| 
			 
  | 
			
			 
  | 
		
“Alei sou eu”, grita o desempenho do ministro Alexandre de Moraes no que certamente seria seu derradeiro agosto no Supremo Tribunal Federal se fosse verdade que, como vivem recitando os figurões da República, as instituições estão funcionando perfeitamente. Haja cinismo. O Executivo e o Legislativo continuam fingindo que nem notaram a mudança na paisagem: entre o começo de 2019 e este agosto inverossímil, o Judiciário confiscou atribuições alheias, tornou-se uma entidade política e, para normalizar a anormalidade, instalou a ditadura do Judiciário, chefiada por Alexandre de Moraes. Como se verá nas manifestações do Sete de Setembro, milhões de brasileiros estão inconformados com os abusos, delinquências e desmandos protagonizados por superjuízes de novela mexicana. Essa imensidão de gente desdenhada pelo consórcio no comando acompanhou com perplexidade e asco a pedagógica série de reportagens publicadas pela Folha de S.Paulo a partir do dia 13, assinadas pelos jornalistas Glenn Greenwald e Fabio Serapião. Quem tem mais de cinco neurônios juntou-se de imediato ao coro que exige a restauração da democracia desenhada pela Constituição de 1988.
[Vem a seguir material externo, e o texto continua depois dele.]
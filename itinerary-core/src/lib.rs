//! Core types for the itinerary tool.
//!
//! - `trip_item`: flights and stays
//! - `query`: pure date filtering, grouping and ordering over a list of items
//! - `form`: validation of raw user input into items
//! - `repository` / `store`: the persisted, id-addressed item list

pub mod config;
pub mod date_range;
pub mod error;
pub mod form;
pub mod query;
pub mod repository;
pub mod seed;
pub mod store;
pub mod trip_item;

pub use error::{ItineraryError, ItineraryResult};
pub use repository::Itinerary;
pub use trip_item::{TripDetails, TripItem, TripKind};
//! Trip item queries: which items are relevant to a day, and in what order.
//!
//! Everything here is a pure function over a borrowed slice. Results borrow
//! from the input, so callers can render them without cloning.

use std::collections::BTreeMap;

use chrono::NaiveDate;

use crate::date_range::DateSpan;
use crate::trip_item::{TripDetails, TripItem, TripKind};

/// Inclusive span covering every item's start and end date, or `None` for an
/// empty list.
pub fn date_range(items: &[TripItem]) -> Option<DateSpan> {
    items.iter().fold(None, |span: Option<DateSpan>, item| {
        let span = match span {
            Some(span) => span.extend(item.start_date()),
            None => DateSpan::day(item.start_date()),
        };
        Some(span.extend(item.end_date()))
    })
}

/// Whether `item` should be shown on `date`.
///
/// A flight belongs to its departure day only. A stay belongs to every day
/// from check-in through check-out, both included.
pub fn is_on_date(item: &TripItem, date: NaiveDate) -> bool {
    match &item.details {
        TripDetails::Flight { start, .. } => start.date() == date,
        TripDetails::Stay { start, end, .. } => *start <= date && date <= *end,
    }
}

/// Items overlapping `date`, flights first. Input order is kept within each kind.
pub fn items_on_date(items: &[TripItem], date: NaiveDate) -> Vec<&TripItem> {
    let mut matches: Vec<&TripItem> = items.iter().filter(|item| is_on_date(item, date)).collect();
    matches.sort_by_key(|item| item.kind() != TripKind::Flight);
    matches
}

/// Bucket items by start date. Buckets are chronological; items within a
/// bucket keep their input order.
pub fn group_by_date(items: &[TripItem]) -> BTreeMap<NaiveDate, Vec<&TripItem>> {
    let mut groups: BTreeMap<NaiveDate, Vec<&TripItem>> = BTreeMap::new();
    for item in items {
        groups.entry(item.start_date()).or_default().push(item);
    }
    groups
}

/// Day-by-day listing, optionally narrowed to one date.
///
/// With a date, the result is a single `(date, items)` pair, or empty when
/// nothing is on that day. Without one, it is [`group_by_date`] in order.
pub fn filter_by_date(items: &[TripItem], date: Option<NaiveDate>) -> Vec<(NaiveDate, Vec<&TripItem>)> {
    match date {
        Some(date) => {
            let on_date = items_on_date(items, date);
            if on_date.is_empty() {
                Vec::new()
            } else {
                vec![(date, on_date)]
            }
        }
        None => group_by_date(items).into_iter().collect(),
    }
}

/// Stable sort by start. Idempotent.
pub fn sort_chronologically(items: &mut [TripItem]) {
    items.sort_by_key(TripItem::start_key);
}

/// Headline numbers for a trip.
#[derive(Debug, Clone, PartialEq)]
pub struct TripSummary {
    pub flights: usize,
    pub stays: usize,
    /// Distinct stay places, in first-seen order
    pub places: Vec<String>,
    pub span: Option<DateSpan>,
}

impl TripSummary {
    /// Days covered by the trip, both ends included. Zero for an empty trip.
    pub fn total_days(&self) -> i64 {
        self.span.map_or(0, |span| span.num_days())
    }
}

pub fn summarize(items: &[TripItem]) -> TripSummary {
    let mut places: Vec<String> = Vec::new();
    for place in items.iter().filter_map(TripItem::place) {
        if !places.iter().any(|p| p == place) {
            places.push(place.to_string());
        }
    }

    TripSummary {
        flights: items.iter().filter(|i| i.kind() == TripKind::Flight).count(),
        stays: items.iter().filter(|i| i.kind() == TripKind::Stay).count(),
        places,
        span: date_range(items),
    }
}

#[cfg(test)]
mod tests {
    use super::*;
    use chrono::NaiveDateTime;

    fn date(s: &str) -> NaiveDate {
        NaiveDate::parse_from_str(s, "%Y-%m-%d").unwrap()
    }

    fn instant(s: &str) -> NaiveDateTime {
        NaiveDateTime::parse_from_str(s, "%Y-%m-%dT%H:%M").unwrap()
    }

    fn flight(title: &str, start: &str, end: &str) -> TripItem {
        TripItem::new(
            title,
            TripDetails::Flight {
                start: instant(start),
                end: instant(end),
                from: None,
                to: None,
                airline: None,
                flight_no: None,
            },
        )
    }

    fn stay(title: &str, start: &str, end: &str, place: Option<&str>) -> TripItem {
        TripItem::new(
            title,
            TripDetails::Stay {
                start: date(start),
                end: date(end),
                place: place.map(String::from),
                address: None,
                color: None,
            },
        )
    }

    fn titles(items: &[&TripItem]) -> Vec<String> {
        items.iter().map(|i| i.title.clone()).collect()
    }

    /// The stay is listed before the flight so ordering has to come from the query.
    fn scenario() -> Vec<TripItem> {
        vec![
            stay("Khlong Toei", "2026-01-19", "2026-01-22", Some("Bangkok")),
            flight("EY610", "2026-01-19T06:20", "2026-01-19T11:15"),
        ]
    }

    #[test]
    fn flight_and_stay_on_first_day_flight_first() {
        let items = scenario();
        assert_eq!(titles(&items_on_date(&items, date("2026-01-19"))), ["EY610", "Khlong Toei"]);
    }

    #[test]
    fn only_stay_mid_stay() {
        let items = scenario();
        assert_eq!(titles(&items_on_date(&items, date("2026-01-21"))), ["Khlong Toei"]);
    }

    #[test]
    fn checkout_day_still_shows_stay() {
        let items = scenario();
        assert_eq!(titles(&items_on_date(&items, date("2026-01-22"))), ["Khlong Toei"]);
    }

    #[test]
    fn overnight_flight_only_on_departure_day() {
        let items = vec![flight("Red-eye", "2026-02-25T21:50", "2026-02-26T04:40")];
        assert_eq!(items_on_date(&items, date("2026-02-25")).len(), 1);
        assert!(items_on_date(&items, date("2026-02-26")).is_empty());
    }

    #[test]
    fn dates_outside_every_item_are_empty() {
        let items = scenario();
        assert!(items_on_date(&items, date("2026-01-18")).is_empty());
        assert!(items_on_date(&items, date("2026-01-23")).is_empty());
    }

    #[test]
    fn every_day_of_a_stay_includes_it_once() {
        let items = scenario();
        let stay_id = items[0].id;
        for day in DateSpan::new(date("2026-01-19"), date("2026-01-22")).unwrap().days() {
            let on_day = items_on_date(&items, day);
            assert_eq!(on_day.iter().filter(|i| i.id == stay_id).count(), 1, "{day}");
        }
    }

    #[test]
    fn date_range_of_empty_list_is_none() {
        assert_eq!(date_range(&[]), None);
    }

    #[test]
    fn date_range_covers_every_item() {
        let items = vec![
            flight("Out", "2026-01-19T06:20", "2026-01-19T11:15"),
            stay("Pai", "2026-01-23", "2026-01-31", Some("Pai")),
            flight("Red-eye", "2026-02-25T21:50", "2026-02-26T04:40"),
        ];
        let span = date_range(&items).unwrap();

        assert!(span.start <= span.end);
        assert_eq!(span.start, date("2026-01-19"));
        assert_eq!(span.end, date("2026-02-26"));
        for item in &items {
            assert!(span.contains(item.start_date()) && span.contains(item.end_date()));
        }
    }

    #[test]
    fn group_by_date_partitions_input() {
        let items = vec![
            flight("B", "2026-01-22T13:55", "2026-01-22T15:05"),
            stay("A", "2026-01-19", "2026-01-22", None),
            stay("C", "2026-01-22", "2026-01-23", None),
            flight("D", "2026-01-19T06:20", "2026-01-19T11:15"),
        ];
        let groups = group_by_date(&items);

        let keys: Vec<_> = groups.keys().copied().collect();
        assert_eq!(keys, [date("2026-01-19"), date("2026-01-22")]);
        assert_eq!(titles(&groups[&date("2026-01-19")]), ["A", "D"]);
        assert_eq!(titles(&groups[&date("2026-01-22")]), ["B", "C"]);

        let mut seen: Vec<_> = groups.values().flatten().map(|i| i.id).collect();
        let mut expected: Vec<_> = items.iter().map(|i| i.id).collect();
        seen.sort();
        expected.sort();
        assert_eq!(seen, expected);
    }

    #[test]
    fn filter_by_date_without_date_is_full_grouping() {
        let items = scenario();
        let filtered = filter_by_date(&items, None);
        assert_eq!(filtered.len(), 1);
        assert_eq!(filtered[0].0, date("2026-01-19"));
        assert_eq!(titles(&filtered[0].1), ["Khlong Toei", "EY610"]);
    }

    #[test]
    fn filter_by_date_with_date_is_single_group() {
        let items = scenario();
        let filtered = filter_by_date(&items, Some(date("2026-01-21")));
        assert_eq!(filtered.len(), 1);
        assert_eq!(filtered[0].0, date("2026-01-21"));
        assert_eq!(titles(&filtered[0].1), ["Khlong Toei"]);
    }

    #[test]
    fn filter_by_date_without_matches_is_empty() {
        let items = scenario();
        assert!(filter_by_date(&items, Some(date("2026-03-01"))).is_empty());
    }

    #[test]
    fn inserted_item_sorts_between_neighbours() {
        let mut items = vec![
            flight("19th", "2026-01-19T06:20", "2026-01-19T11:15"),
            stay("23rd", "2026-01-23", "2026-01-31", None),
        ];
        items.push(stay("20th", "2026-01-20", "2026-01-21", None));
        sort_chronologically(&mut items);

        let order: Vec<_> = items.iter().map(|i| i.title.as_str()).collect();
        assert_eq!(order, ["19th", "20th", "23rd"]);
    }

    #[test]
    fn sort_is_stable_and_idempotent() {
        let mut items = vec![
            stay("second", "2026-01-22", "2026-01-23", None),
            stay("tie-a", "2026-01-19", "2026-01-22", None),
            stay("tie-b", "2026-01-19", "2026-01-20", None),
            flight("first-flight", "2026-01-19T06:20", "2026-01-19T11:15"),
        ];
        sort_chronologically(&mut items);
        let once: Vec<_> = items.iter().map(|i| i.id).collect();
        sort_chronologically(&mut items);
        let twice: Vec<_> = items.iter().map(|i| i.id).collect();

        assert_eq!(once, twice);
        let order: Vec<_> = items.iter().map(|i| i.title.as_str()).collect();
        assert_eq!(order, ["tie-a", "tie-b", "first-flight", "second"]);
    }

    #[test]
    fn summary_counts_and_places() {
        let items = vec![
            flight("Out", "2026-01-19T06:20", "2026-01-19T11:15"),
            stay("A", "2026-01-19", "2026-01-22", Some("Bangkok")),
            stay("B", "2026-01-22", "2026-01-23", Some("Chiang Mai")),
            stay("C", "2026-01-23", "2026-01-25", Some("Bangkok")),
            stay("D", "2026-01-25", "2026-01-26", None),
        ];
        let summary = summarize(&items);

        assert_eq!(summary.flights, 1);
        assert_eq!(summary.stays, 4);
        assert_eq!(summary.places, ["Bangkok", "Chiang Mai"]);
        assert_eq!(summary.total_days(), 8);
    }

    #[test]
    fn summary_of_empty_trip() {
        let summary = summarize(&[]);
        assert_eq!(summary.total_days(), 0);
        assert!(summary.span.is_none());
    }
}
Lula e seus ministros não deram um pio sobre o escândalo. Absorvida por negociações sobre o tamanho e o modelo das emendas parlamentares, a maioria dos deputados e senadores está ocupada demais com as eleições municipais. Juram que não houve tempo para examinar as revelações amparadas em mensagens e áudios enviados por WhatsApp. Os demais integrantes do Timão da Toga não viram nada de mais nas informações que escancaram ações indecorosas do grupo formado por Moraes depois de ter transformado numa coisa só os porões do STF e do Tribunal Superior Eleitoral. Ao longo de 2023, como provou a Folha, os juízes-auxiliares Airton Vieira e Marco Antônio Vargas, diretamente subordinados a Moraes, foram incumbidos de caçar justificativas para punições já decididas pelo carrasco compulsivo. Nessa missão, a dupla de magistrados contou com a ajuda do perito forense Eduardo Tagliaferro, chefe da Assessoria Especial de Enfrentamento à Desinformação do TSE. Se o alvo figurasse na lista dos perseguidos preferenciais, qualquer suspeita virava prova robusta. Caso não surgissem sequer vestígios de culpa, os investigadores que costurassem alguma fantasia.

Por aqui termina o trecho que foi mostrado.